I was recently reading a story on the reunion of the "Sound of Music" cast on Oprah. Two things in the article were just gratingly wrong or at least ill informed. It is as though the writer (Ed Pilkington) was trying to connect with the reader by making connections with the contents of the movie, but without being particularly familiar with anything other than the basic plot. If you are going to try to connect to your audience, at least get the facts right...
The moment was heralded with a single blast of a railway whistle with which Christopher Plummer used to call the children, just as he did in the film 45 years ago.
Well, the problem with this is that it was a boatswain's whistle (bosun's whistle). Captian von Trapp was a Naval Captian and the bosin's whistle was what he was familiar with and in fact was what we saw on camera in the movie.
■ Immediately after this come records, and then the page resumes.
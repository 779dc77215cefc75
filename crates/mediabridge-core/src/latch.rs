//! Blocking-Operation Latch.
//!
//! A one-shot outcome fed by the event bridge. The latch attaches a transient
//! listener when it is created and detaches it as soon as it resolves.
//! Releasing the owning registration resolves any unresolved latch as
//! [`LatchOutcome::Released`]; a wait that times out resolves it as
//! [`LatchOutcome::TimedOut`], so events arriving afterwards are dropped.

use std::sync::{Arc, OnceLock, Weak};
use std::time::{Duration, Instant};

use parking_lot::{Condvar, Mutex};

use crate::error::{BridgeError, Result};
use crate::event::{EventKind, TypedEvent};
use crate::registration::{EventRegistration, ListenerId};

/// How a latch resolved.
#[derive(Debug, Clone, Copy, PartialEq, Eq)]
pub enum LatchOutcome {
    /// A success event was observed
    Success,
    /// A failure event was observed
    Failure,
    /// The owning object was released first
    Released,
    /// A wait hit its deadline first
    TimedOut,
}

impl LatchOutcome {
    pub fn is_success(self) -> bool {
        self == LatchOutcome::Success
    }
}

/// Shared completion state.
pub(crate) struct LatchCore {
    outcome: Mutex<Option<LatchOutcome>>,
    resolved: Condvar,
}

impl LatchCore {
    fn new() -> Self {
        Self {
            outcome: Mutex::new(None),
            resolved: Condvar::new(),
        }
    }

    /// Sets the outcome if none is set yet. Returns true for the call that
    /// resolved the latch.
    pub(crate) fn resolve(&self, outcome: LatchOutcome) -> bool {
        let mut guard = self.outcome.lock();
        if guard.is_some() {
            return false;
        }
        *guard = Some(outcome);
        self.resolved.notify_all();
        true
    }

    fn outcome(&self) -> Option<LatchOutcome> {
        *self.outcome.lock()
    }
}

/// Blocks an application thread until a success or failure event arrives.
pub struct BlockingLatch<E: TypedEvent> {
    core: Arc<LatchCore>,
    registration: Weak<EventRegistration<E>>,
    listener: Arc<OnceLock<ListenerId>>,
}

impl<E: TypedEvent> BlockingLatch<E> {
    /// Attaches a latch to `registration`.
    ///
    /// Kinds present in both sets count as success.
    pub fn attach(
        registration: &Arc<EventRegistration<E>>,
        success: &[EventKind],
        failure: &[EventKind],
    ) -> Result<Self> {
        let core = Arc::new(LatchCore::new());
        let listener_id: Arc<OnceLock<ListenerId>> = Arc::new(OnceLock::new());
        let weak_registration = Arc::downgrade(registration);

        let success = success.to_vec();
        let failure = failure.to_vec();
        let listener = {
            let core = core.clone();
            let listener_id = listener_id.clone();
            let weak_registration = weak_registration.clone();
            E::listener_fn(move |event: &E| {
                let kind = event.kind();
                let outcome = if success.contains(&kind) {
                    LatchOutcome::Success
                } else if failure.contains(&kind) {
                    LatchOutcome::Failure
                } else {
                    return;
                };
                if core.resolve(outcome) {
                    tracing::debug!("latch resolved by {} ({outcome:?})", kind.name());
                    // Not set yet if the event raced attach; attach detaches then.
                    if let (Some(registration), Some(id)) =
                        (weak_registration.upgrade(), listener_id.get())
                    {
                        registration.detach_id(*id);
                    }
                }
            })
        };

        registration.track_latch(Arc::downgrade(&core))?;
        let id = registration.attach(listener)?;
        let _ = listener_id.set(id);
        if core.outcome().is_some() {
            registration.detach_id(id);
        }

        Ok(Self {
            core,
            registration: weak_registration,
            listener: listener_id,
        })
    }

    /// Outcome so far, without blocking.
    pub fn outcome(&self) -> Option<LatchOutcome> {
        self.core.outcome()
    }

    pub fn is_resolved(&self) -> bool {
        self.outcome().is_some()
    }

    /// Blocks until resolution or `timeout`.
    ///
    /// Returns `Ok(true)` for success, `Ok(false)` for a failure event or a
    /// release before any event, and [`BridgeError::LatchTimeout`] when the
    /// deadline passes. A timeout is terminal: the latch detaches and
    /// every later `wait` reports the timeout again.
    pub fn wait(&self, timeout: Duration) -> Result<bool> {
        Ok(self.wait_outcome(timeout)?.is_success())
    }

    /// Like [`wait`](Self::wait) but reports the exact outcome.
    ///
    /// Never returns [`LatchOutcome::TimedOut`]; a timeout is reported as
    /// [`BridgeError::LatchTimeout`].
    pub fn wait_outcome(&self, timeout: Duration) -> Result<LatchOutcome> {
        let deadline = Instant::now() + timeout;
        let mut guard = self.core.outcome.lock();
        loop {
            match *guard {
                Some(LatchOutcome::TimedOut) => return Err(BridgeError::LatchTimeout(timeout)),
                Some(outcome) => return Ok(outcome),
                None => {}
            }
            if self
                .core
                .resolved
                .wait_until(&mut guard, deadline)
                .timed_out()
            {
                if let Some(outcome) = *guard {
                    if outcome != LatchOutcome::TimedOut {
                        return Ok(outcome);
                    }
                } else {
                    *guard = Some(LatchOutcome::TimedOut);
                    self.core.resolved.notify_all();
                }
                drop(guard);
                self.detach();
                tracing::debug!("latch timed out after {timeout:?}");
                return Err(BridgeError::LatchTimeout(timeout));
            }
        }
    }

    fn detach(&self) {
        if let (Some(registration), Some(id)) = (self.registration.upgrade(), self.listener.get()) {
            registration.detach_id(*id);
        }
    }
}

impl<E: TypedEvent> Drop for BlockingLatch<E> {
    fn drop(&mut self) {
        if self.core.outcome().is_none() {
            self.detach();
        }
    }
}

impl<E: TypedEvent> std::fmt::Debug for BlockingLatch<E> {
    fn fmt(&self, f: &mut std::fmt::Formatter<'_>) -> std::fmt::Result {
        f.debug_struct("BlockingLatch")
            .field("outcome", &self.outcome())
            .finish()
    }
}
The use of special calls would have been something with which Captian von Trapp would have been familiar as this whistle was used for similar purposes in the Navy of his day. Maria took issue with the Captian's treating his children as members of his private Navy: the dressing them in uniforms, the marching, and the use of the whistle calls.
...the Austrian single-parent who employs an outspoken former nun called Maria as governess to his seven children.
Maria was never a nun. She was merely a novice. She was sent to the family as the Mother Superior didn't think Maria was a good fit for the cloistered life. She wanted Maria to see the outside world a bit before making a permanent commitment. Also, marriage to a former nun would have created social difficulties and would have been unlikely in that case.